Using paired blood and tumor samples from melanoma patients and CyTOF analysis with 36 different markers, we show that T and myeloid cells within tumor metastases are distinct from their circulating counterparts. T cells within metastases are highly enriched for CD45RO+, CD69+, CD103+ tissue resident CD8+ memory T cells (TRM). Expression of some ICPs (such as PD-1, Tim3 and PD-L1) in TIICs is primarily restricted to TRM cells and to CD16+ subset of inflammatory/patrolling myeloid cells.
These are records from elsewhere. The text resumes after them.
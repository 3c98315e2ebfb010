pub mod handlers;
pub mod models;
pub mod router;
pub mod services;

pub use models::*;
pub use router::reminder_routes;
pub use services::*;
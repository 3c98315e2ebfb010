use std::fmt;
use std::time::Duration;

use axum::{
    http::StatusCode,
    response::{IntoResponse, Response},
    Json,
};
use serde::{Deserialize, Serialize};
use serde_json::json;
use thiserror::Error;

use shared_config::AppConfig;
use shared_models::error::AppError;

// ==============================================================================
// DIRECTORY MODELS
// ==============================================================================

/// A latitude/longitude pair. Used both for a doctor's practice and for the
/// user's device position.
#[derive(Debug, Clone, Copy, PartialEq, Serialize, Deserialize)]
pub struct LocationCoords {
    pub latitude: f64,
    pub longitude: f64,
}

impl LocationCoords {
    pub fn new(latitude: f64, longitude: f64) -> Self {
        Self { latitude, longitude }
    }
}

/// How a consultation takes place. Each channel has its own fee.
#[derive(Debug, Clone, Copy, PartialEq, Eq, Hash, Default, Serialize, Deserialize)]
#[serde(rename_all = "kebab-case")]
pub enum AppointmentChannel {
    #[default]
    InPerson,
    Call,
    Video,
}

impl AppointmentChannel {
    pub const ALL: [AppointmentChannel; 3] = [
        AppointmentChannel::InPerson,
        AppointmentChannel::Call,
        AppointmentChannel::Video,
    ];

    pub fn id(&self) -> &'static str {
        match self {
            AppointmentChannel::InPerson => "in-person",
            AppointmentChannel::Call => "call",
            AppointmentChannel::Video => "video",
        }
    }

    pub fn display_name(&self) -> &'static str {
        match self {
            AppointmentChannel::InPerson => "In-Person Visit",
            AppointmentChannel::Call => "Phone Call",
            AppointmentChannel::Video => "Video Chat",
        }
    }

    pub fn description(&self) -> &'static str {
        match self {
            AppointmentChannel::InPerson => "Visit the doctor at their clinic for physical examination",
            AppointmentChannel::Call => "Voice consultation over phone call",
            AppointmentChannel::Video => "Video consultation with screen sharing",
        }
    }
}

impl fmt::Display for AppointmentChannel {
    fn fmt(&self, f: &mut fmt::Formatter<'_>) -> fmt::Result {
        f.write_str(self.id())
    }
}

/// Fees in whole rupees.
#[derive(Debug, Clone, Copy, PartialEq, Eq, Serialize, Deserialize)]
pub struct ConsultationFees {
    pub in_person: u32,
    pub call: u32,
    pub video: u32,
}

impl ConsultationFees {
    pub fn fee_for(&self, channel: AppointmentChannel) -> u32 {
        match channel {
            AppointmentChannel::InPerson => self.in_person,
            AppointmentChannel::Call => self.call,
            AppointmentChannel::Video => self.video,
        }
    }
}

#[derive(Debug, Clone, PartialEq, Serialize, Deserialize)]
pub struct WeeklyAvailability {
    pub days: Vec<String>,
    pub time_slots: Vec<String>,
}

#[derive(Debug, Clone, PartialEq, Serialize, Deserialize)]
pub struct DoctorProfile {
    pub id: String,
    pub name: String,
    pub specialization: String,
    pub qualification: String,
    pub experience_years: u32,
    pub rating: f32,
    pub review_count: u32,
    pub hospital: String,
    pub address: String,
    pub city: String,
    pub state: String,
    pub pincode: String,
    pub phone: String,
    pub email: String,
    pub consultation_fee: ConsultationFees,
    pub availability: WeeklyAvailability,
    pub languages: Vec<String>,
    pub services: Vec<String>,
    pub about: String,
    pub education: Vec<String>,
    pub awards: Vec<String>,
    pub is_available: bool,
    pub next_available_slot: String,
    pub image: String,
    pub coordinates: LocationCoords,
}

impl DoctorProfile {
    pub fn offers_slot(&self, time: &str) -> bool {
        self.availability.time_slots.iter().any(|slot| slot == time)
    }

    pub fn full_address(&self) -> String {
        format!("{}, {}", self.address, self.city)
    }

    /// Checks the catalog invariants: rating range and a slot for every available doctor.
    pub fn validate(&self) -> Result<(), DoctorError> {
        if !(0.0..=5.0).contains(&self.rating) {
            return Err(DoctorError::InvalidProfile(format!("{} has rating {}", self.id, self.rating)));
        }
        if self.is_available && self.availability.time_slots.is_empty() {
            return Err(DoctorError::InvalidProfile(format!("{} is available without time slots", self.id)));
        }
        Ok(())
    }
}

#[derive(Debug, Clone, PartialEq, Error)]
pub enum DoctorError {
    #[error("Doctor not found: {0}")]
    NotFound(String),

    #[error("Invalid doctor profile: {0}")]
    InvalidProfile(String),
}

impl From<DoctorError> for AppError {
    fn from(err: DoctorError) -> Self {
        match err {
            DoctorError::NotFound(_) => AppError::NotFound(err.to_string()),
            DoctorError::InvalidProfile(_) => AppError::Internal(err.to_string()),
        }
    }
}

// ==============================================================================
// POSITIONING MODELS
// ==============================================================================

#[derive(Debug, Clone, Copy, PartialEq, Eq, Serialize, Deserialize)]
#[serde(rename_all = "snake_case")]
pub enum PermissionState {
    Granted,
    Prompt,
    Denied,
}

#[derive(Debug, Clone, PartialEq, Eq, Serialize, Deserialize)]
pub struct PageSecurity {
    pub is_secure_context: bool,
    pub hostname: String,
    pub protocol: String,
}

impl PageSecurity {
    /// Geolocation is only offered on secure pages, with a local-development exception.
    pub fn allows_geolocation(&self) -> bool {
        self.is_secure_context
            || self.hostname == "localhost"
            || self.hostname == "127.0.0.1"
            || self.protocol == "https:"
    }
}

#[derive(Debug, Clone, Copy, PartialEq)]
pub struct PositionOptions {
    pub enable_high_accuracy: bool,
    pub timeout: Duration,
    pub maximum_age: Duration,
}

impl Default for PositionOptions {
    fn default() -> Self {
        Self {
            enable_high_accuracy: true,
            timeout: Duration::from_secs(20),
            maximum_age: Duration::from_secs(60),
        }
    }
}

impl PositionOptions {
    pub fn from_config(config: &AppConfig) -> Self {
        Self {
            enable_high_accuracy: true,
            timeout: config.location_timeout(),
            maximum_age: config.location_maximum_age(),
        }
    }
}

/// Failure reported by the positioning capability, using the W3C error codes.
#[derive(Debug, Clone, PartialEq, Eq)]
pub struct PositionError {
    pub code: u16,
    pub message: String,
}

impl PositionError {
    pub const PERMISSION_DENIED: u16 = 1;
    pub const POSITION_UNAVAILABLE: u16 = 2;
    pub const TIMEOUT: u16 = 3;

    pub fn new(code: u16, message: impl Into<String>) -> Self {
        Self { code, message: message.into() }
    }
}

#[derive(Debug, Clone, PartialEq, Error)]
pub enum LocationError {
    #[error("Your browser doesn't support location services.")]
    NotSupported,

    #[error("Location services require a secure connection (HTTPS).")]
    InsecureContext,

    #[error("Location access was denied.")]
    PermissionDenied,

    #[error("Location information is unavailable.")]
    PositionUnavailable,

    #[error("Location request timed out.")]
    Timeout,

    #[error("Unable to get your location.")]
    Unknown(String),
}

impl LocationError {
    pub fn kind(&self) -> &'static str {
        match self {
            LocationError::NotSupported => "GEOLOCATION_NOT_SUPPORTED",
            LocationError::InsecureContext => "INSECURE_CONTEXT",
            LocationError::PermissionDenied => "PERMISSION_DENIED",
            LocationError::PositionUnavailable => "POSITION_UNAVAILABLE",
            LocationError::Timeout => "TIMEOUT",
            LocationError::Unknown(_) => "UNKNOWN",
        }
    }

    pub fn remediation_steps(&self) -> &'static [&'static str] {
        match self {
            LocationError::NotSupported => &[
                "Try using Chrome, Firefox, Safari, or Edge",
                "Update your browser to the latest version",
                "Enable JavaScript in your browser settings",
            ],
            LocationError::InsecureContext => &[
                "Access the site via HTTPS",
                "Contact your administrator for SSL setup",
                "Use localhost for development",
            ],
            LocationError::PermissionDenied => &[
                "Click the lock icon in your address bar",
                "Select \"Allow\" for location access",
                "Refresh the page and try again",
                "Check browser settings → Privacy → Location Services",
                "Ensure location services are enabled on your device",
            ],
            LocationError::PositionUnavailable => &[
                "Enable GPS on your device",
                "Check your internet connection",
                "Move to an area with better signal",
                "Try again in a few moments",
            ],
            LocationError::Timeout => &[
                "Check your internet connection",
                "Ensure GPS is enabled",
                "Try again with a stable connection",
                "Move closer to a window if indoors",
            ],
            LocationError::Unknown(_) => &[
                "Refresh the page and try again",
                "Check browser permissions",
                "Ensure location services are enabled",
                "Try a different browser",
            ],
        }
    }

    /// Message followed by the numbered remediation steps.
    pub fn troubleshooting_text(&self) -> String {
        let steps = self.remediation_steps()
            .iter()
            .enumerate()
            .map(|(i, step)| format!("{}. {}", i + 1, step))
            .collect::<Vec<_>>()
            .join("\n");

        format!("{}\n\nTroubleshooting steps:\n{}", self, steps)
    }
}

impl From<PositionError> for LocationError {
    fn from(err: PositionError) -> Self {
        match err.code {
            PositionError::PERMISSION_DENIED => LocationError::PermissionDenied,
            PositionError::POSITION_UNAVAILABLE => LocationError::PositionUnavailable,
            PositionError::TIMEOUT => LocationError::Timeout,
            _ => LocationError::Unknown(err.message),
        }
    }
}

impl IntoResponse for LocationError {
    fn into_response(self) -> Response {
        tracing::debug!("Location request failed: {}", self.kind());

        let body = Json(json!({
            "error": {
                "kind": self.kind(),
                "message": self.to_string(),
                "steps": self.remediation_steps(),
            }
        }));

        (StatusCode::UNPROCESSABLE_ENTITY, body).into_response()
    }
}
pub mod handlers;
pub mod models;
pub mod router;
pub mod services;

pub use models::{ActivityType, HealthRecord, HealthRecordError, HealthSummary, NewHealthRecord};
pub use router::health_record_routes;
pub use services::HealthRecordService;
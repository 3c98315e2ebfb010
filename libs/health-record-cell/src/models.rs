use std::collections::BTreeMap;
use std::fmt;

use chrono::{DateTime, Utc};
use serde::{Deserialize, Serialize};
use serde_json::Value;
use thiserror::Error;
use uuid::Uuid;

use shared_models::error::AppError;

#[derive(Debug, Clone, Copy, PartialEq, Eq, PartialOrd, Ord, Hash, Serialize, Deserialize)]
#[serde(rename_all = "snake_case")]
pub enum ActivityType {
    SymptomCheck,
    PulseReading,
    ImageAnalysis,
    DoctorVisit,
    EmergencyAlert,
    MedicineReminder,
    /// Tags written by clients this service does not know about.
    #[serde(other)]
    Other,
}

impl ActivityType {
    pub fn as_str(&self) -> &'static str {
        match self {
            ActivityType::SymptomCheck => "symptom_check",
            ActivityType::PulseReading => "pulse_reading",
            ActivityType::ImageAnalysis => "image_analysis",
            ActivityType::DoctorVisit => "doctor_visit",
            ActivityType::EmergencyAlert => "emergency_alert",
            ActivityType::MedicineReminder => "medicine_reminder",
            ActivityType::Other => "other",
        }
    }
}

impl fmt::Display for ActivityType {
    fn fmt(&self, f: &mut fmt::Formatter<'_>) -> fmt::Result {
        f.write_str(self.as_str())
    }
}

/// One row of the append-only activity log.
#[derive(Debug, Clone, Serialize, Deserialize)]
pub struct HealthRecord {
    pub id: Uuid,
    pub user_id: String,
    pub activity_type: ActivityType,
    pub title: String,
    pub description: Option<String>,
    #[serde(default)]
    pub metadata: Value,
    pub created_at: DateTime<Utc>,
}

#[derive(Debug, Clone, Serialize)]
pub struct NewHealthRecord {
    pub activity_type: ActivityType,
    pub title: String,
    pub description: Option<String>,
    pub metadata: Value,
}

impl NewHealthRecord {
    pub fn new(activity_type: ActivityType, title: impl Into<String>) -> Self {
        Self {
            activity_type,
            title: title.into(),
            description: None,
            metadata: Value::Object(Default::default()),
        }
    }

    pub fn with_description(mut self, description: impl Into<String>) -> Self {
        self.description = Some(description.into());
        self
    }

    pub fn with_metadata(mut self, metadata: Value) -> Self {
        self.metadata = metadata;
        self
    }
}

/// Per-activity counts for the report view.
#[derive(Debug, Clone, Default, Serialize, PartialEq)]
pub struct HealthSummary {
    pub total: usize,
    pub by_activity: BTreeMap<ActivityType, usize>,
    pub last_activity_at: Option<DateTime<Utc>>,
}

impl HealthSummary {
    pub fn from_records(records: &[HealthRecord]) -> Self {
        let mut summary = Self {
            total: records.len(),
            ..Self::default()
        };

        for record in records {
            *summary.by_activity.entry(record.activity_type).or_insert(0) += 1;
            summary.last_activity_at = summary.last_activity_at.max(Some(record.created_at));
        }

        summary
    }

    pub fn count(&self, activity_type: ActivityType) -> usize {
        self.by_activity.get(&activity_type).copied().unwrap_or(0)
    }
}

#[derive(Debug, Error)]
pub enum HealthRecordError {
    #[error("Database error: {0}")]
    Database(String),

    #[error("Malformed health record: {0}")]
    Decode(String),

    #[error("Store returned no row for the new health record")]
    NotPersisted,
}

impl From<HealthRecordError> for AppError {
    fn from(err: HealthRecordError) -> Self {
        AppError::Database(err.to_string())
    }
}
use std::sync::Arc;

use axum::{
    routing::{get, post},
    Router,
};

use shared_config::AppConfig;

use crate::handlers;

/// The directory is public; no route here needs a session.
pub fn doctor_routes(state: Arc<AppConfig>) -> Router {
    Router::new()
        .route("/", get(handlers::search_doctors))
        .route("/specializations", get(handlers::list_specializations))
        .route("/locate", post(handlers::locate_doctors))
        .route("/{doctor_id}", get(handlers::get_doctor))
        .route("/{doctor_id}/map", get(handlers::get_doctor_map))
        .with_state(state)
}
Functional analysis of freshly isolated tumor T cells using multiplex luminex ELISA revealed that despite expression of multiple ICPs, tumor-associated T cells are functional, but have an altered cytokine profile compared to circulating T cells. In contrast to blood T cells, tumor infiltrating T cells secrete lower levels of IL-2, IFN-γ and TNF-α, but comparable levels of IL4, IL5 and IL17.
Tissue restriction of murine TRM cells without recirculation has been extensively demonstrated in the form of lack of equilibrium in parabiotic mice that share a systemic circulation. The finding that melanoma metastatic lesions are enriched for TRM cells suggested the possibility that each of the metastatic lesions may contain a distinct microcosm of T cells without equilibration, in spite of shared systemic circulation within the same host, analogous to the biology in parabiotic mice. In order to test this directly, we compared the TCR sequences of memory CD4 and CD8 T cells isolated from patients with biopsies of multiple metastatic sites. Using high throughput deep sequencing of rearranged TCRβ loci, we find that each biopsy site has a distinct TCR usage with only partial overlap with the other metastatic site from the same patient.
Together these data suggest that immunity to melanoma is highly regional and enriched for tumor-resident memory T cells creating genetically unique immune-microenvironments within each metastatic lesion. Regional nature of immunity within metastases has several implications for current strategies to harness and measure tumor immunity.